§ **Work item**
The lines you return must be all those in the data that hold the string "body".

§ **Task data**
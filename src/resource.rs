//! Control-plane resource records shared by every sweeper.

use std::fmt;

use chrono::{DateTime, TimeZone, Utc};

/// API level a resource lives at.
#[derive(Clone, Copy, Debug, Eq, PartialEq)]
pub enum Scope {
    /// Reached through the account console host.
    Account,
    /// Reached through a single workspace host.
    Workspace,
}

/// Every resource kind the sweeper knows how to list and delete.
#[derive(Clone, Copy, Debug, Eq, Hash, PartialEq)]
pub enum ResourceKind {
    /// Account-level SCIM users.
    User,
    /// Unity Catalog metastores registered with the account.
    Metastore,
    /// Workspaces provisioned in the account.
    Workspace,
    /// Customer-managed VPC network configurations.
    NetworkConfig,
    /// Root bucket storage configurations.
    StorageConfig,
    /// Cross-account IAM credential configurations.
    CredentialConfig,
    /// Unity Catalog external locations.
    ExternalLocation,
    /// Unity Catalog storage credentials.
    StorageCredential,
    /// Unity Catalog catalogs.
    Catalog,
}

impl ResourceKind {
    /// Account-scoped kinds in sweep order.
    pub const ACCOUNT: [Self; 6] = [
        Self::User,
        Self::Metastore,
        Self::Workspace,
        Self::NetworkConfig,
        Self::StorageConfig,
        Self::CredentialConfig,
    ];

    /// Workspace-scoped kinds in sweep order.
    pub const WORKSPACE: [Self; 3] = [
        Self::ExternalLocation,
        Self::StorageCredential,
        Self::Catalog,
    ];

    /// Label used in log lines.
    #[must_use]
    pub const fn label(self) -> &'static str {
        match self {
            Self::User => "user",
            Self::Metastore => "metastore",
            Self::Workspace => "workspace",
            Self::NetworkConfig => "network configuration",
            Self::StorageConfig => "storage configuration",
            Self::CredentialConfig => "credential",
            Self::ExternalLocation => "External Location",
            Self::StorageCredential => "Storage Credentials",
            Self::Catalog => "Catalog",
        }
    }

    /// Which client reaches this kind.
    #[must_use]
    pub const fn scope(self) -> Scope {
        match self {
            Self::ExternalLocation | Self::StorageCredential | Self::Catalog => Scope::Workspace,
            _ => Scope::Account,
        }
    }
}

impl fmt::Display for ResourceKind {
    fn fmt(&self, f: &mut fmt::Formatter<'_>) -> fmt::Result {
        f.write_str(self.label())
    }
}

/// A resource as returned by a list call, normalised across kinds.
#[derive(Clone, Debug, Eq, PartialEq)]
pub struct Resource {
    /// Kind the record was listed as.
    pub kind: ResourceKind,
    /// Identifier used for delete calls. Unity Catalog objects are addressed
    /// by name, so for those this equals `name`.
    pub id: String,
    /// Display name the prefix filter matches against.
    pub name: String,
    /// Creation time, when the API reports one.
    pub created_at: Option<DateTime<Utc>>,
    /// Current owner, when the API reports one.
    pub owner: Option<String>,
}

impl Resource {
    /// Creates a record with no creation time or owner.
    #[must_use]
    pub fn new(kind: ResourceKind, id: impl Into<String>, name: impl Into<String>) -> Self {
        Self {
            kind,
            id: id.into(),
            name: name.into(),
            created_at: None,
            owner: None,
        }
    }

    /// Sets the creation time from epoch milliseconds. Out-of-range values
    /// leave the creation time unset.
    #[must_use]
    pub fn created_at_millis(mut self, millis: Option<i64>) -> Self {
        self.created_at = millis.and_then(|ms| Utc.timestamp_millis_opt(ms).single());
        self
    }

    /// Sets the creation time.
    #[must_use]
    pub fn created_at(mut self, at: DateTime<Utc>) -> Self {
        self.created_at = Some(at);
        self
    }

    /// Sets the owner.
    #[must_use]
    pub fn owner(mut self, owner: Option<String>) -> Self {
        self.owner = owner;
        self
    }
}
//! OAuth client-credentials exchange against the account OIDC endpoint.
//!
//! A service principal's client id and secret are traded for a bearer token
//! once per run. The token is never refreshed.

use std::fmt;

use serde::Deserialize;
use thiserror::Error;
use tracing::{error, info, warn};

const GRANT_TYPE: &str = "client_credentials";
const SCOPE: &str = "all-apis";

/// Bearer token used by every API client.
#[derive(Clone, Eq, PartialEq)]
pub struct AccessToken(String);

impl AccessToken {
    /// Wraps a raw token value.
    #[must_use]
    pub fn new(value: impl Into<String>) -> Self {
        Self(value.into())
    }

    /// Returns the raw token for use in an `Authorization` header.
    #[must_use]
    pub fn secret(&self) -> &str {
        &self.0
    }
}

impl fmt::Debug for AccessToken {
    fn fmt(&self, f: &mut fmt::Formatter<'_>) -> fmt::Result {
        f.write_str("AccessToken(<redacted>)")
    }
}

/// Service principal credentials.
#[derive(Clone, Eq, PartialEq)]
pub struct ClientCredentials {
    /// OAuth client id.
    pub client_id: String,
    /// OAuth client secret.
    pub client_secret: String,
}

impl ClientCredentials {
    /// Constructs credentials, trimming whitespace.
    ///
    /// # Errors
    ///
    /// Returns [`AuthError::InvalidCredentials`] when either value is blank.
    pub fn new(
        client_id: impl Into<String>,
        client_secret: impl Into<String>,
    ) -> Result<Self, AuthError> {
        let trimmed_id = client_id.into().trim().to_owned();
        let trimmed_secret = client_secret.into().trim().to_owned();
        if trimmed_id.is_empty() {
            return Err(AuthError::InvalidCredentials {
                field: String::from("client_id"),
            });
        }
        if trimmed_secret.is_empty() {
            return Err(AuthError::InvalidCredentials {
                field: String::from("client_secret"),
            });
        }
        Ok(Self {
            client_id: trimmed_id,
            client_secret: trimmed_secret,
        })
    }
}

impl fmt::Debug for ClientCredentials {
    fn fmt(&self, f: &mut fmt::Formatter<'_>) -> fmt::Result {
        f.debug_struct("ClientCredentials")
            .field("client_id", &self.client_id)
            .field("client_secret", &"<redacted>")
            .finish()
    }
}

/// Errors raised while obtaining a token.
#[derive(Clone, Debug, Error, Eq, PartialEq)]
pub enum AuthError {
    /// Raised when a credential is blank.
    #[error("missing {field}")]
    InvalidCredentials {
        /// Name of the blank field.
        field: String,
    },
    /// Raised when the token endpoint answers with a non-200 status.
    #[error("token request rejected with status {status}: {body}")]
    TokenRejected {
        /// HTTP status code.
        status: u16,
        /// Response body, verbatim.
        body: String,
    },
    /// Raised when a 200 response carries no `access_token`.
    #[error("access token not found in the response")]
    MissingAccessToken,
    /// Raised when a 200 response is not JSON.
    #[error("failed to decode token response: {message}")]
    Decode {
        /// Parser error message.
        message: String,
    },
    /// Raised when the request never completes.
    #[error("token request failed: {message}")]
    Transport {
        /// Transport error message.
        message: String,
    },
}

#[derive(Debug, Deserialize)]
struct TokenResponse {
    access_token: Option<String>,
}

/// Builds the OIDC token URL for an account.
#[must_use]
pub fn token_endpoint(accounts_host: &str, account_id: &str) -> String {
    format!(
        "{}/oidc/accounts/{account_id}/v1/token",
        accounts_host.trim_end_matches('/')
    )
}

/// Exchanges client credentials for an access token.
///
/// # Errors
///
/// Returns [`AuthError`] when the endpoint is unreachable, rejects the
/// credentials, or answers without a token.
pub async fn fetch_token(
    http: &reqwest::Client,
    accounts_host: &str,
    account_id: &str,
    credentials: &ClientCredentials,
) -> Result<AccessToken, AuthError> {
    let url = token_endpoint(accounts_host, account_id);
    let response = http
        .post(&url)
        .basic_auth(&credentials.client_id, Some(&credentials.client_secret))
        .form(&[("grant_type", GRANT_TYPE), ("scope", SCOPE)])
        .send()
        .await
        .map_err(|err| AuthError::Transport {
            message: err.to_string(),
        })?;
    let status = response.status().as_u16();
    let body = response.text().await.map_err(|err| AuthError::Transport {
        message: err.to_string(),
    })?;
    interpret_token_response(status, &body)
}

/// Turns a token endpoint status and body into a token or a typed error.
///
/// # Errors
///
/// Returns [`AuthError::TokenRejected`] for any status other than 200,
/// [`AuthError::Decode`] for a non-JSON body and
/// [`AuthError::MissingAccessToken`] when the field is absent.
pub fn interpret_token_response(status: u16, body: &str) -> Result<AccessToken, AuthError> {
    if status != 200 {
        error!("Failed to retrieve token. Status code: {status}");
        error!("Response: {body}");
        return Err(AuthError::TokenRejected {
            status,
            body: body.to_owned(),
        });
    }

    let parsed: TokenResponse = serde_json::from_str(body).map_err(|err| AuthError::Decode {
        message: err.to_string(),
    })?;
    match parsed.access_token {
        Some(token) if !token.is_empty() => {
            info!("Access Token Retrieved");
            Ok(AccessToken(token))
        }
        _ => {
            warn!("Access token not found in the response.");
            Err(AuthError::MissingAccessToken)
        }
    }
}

§ **Problem solution**
    #[error("token request rejected with status {status}: {body}")]
        /// Response body, verbatim.
        body: String,
    let body = response.text().await.map_err(|err| AuthError::Transport {
    interpret_token_response(status, &body)
/// Turns a token endpoint status and body into a token or a typed error.
/// [`AuthError::Decode`] for a non-JSON body and
pub fn interpret_token_response(status: u16, body: &str) -> Result<AccessToken, AuthError> {
        error!("Response: {body}");
            body: body.to_owned(),
    let parsed: TokenResponse = serde_json::from_str(body).map_err(|err| AuthError::Decode {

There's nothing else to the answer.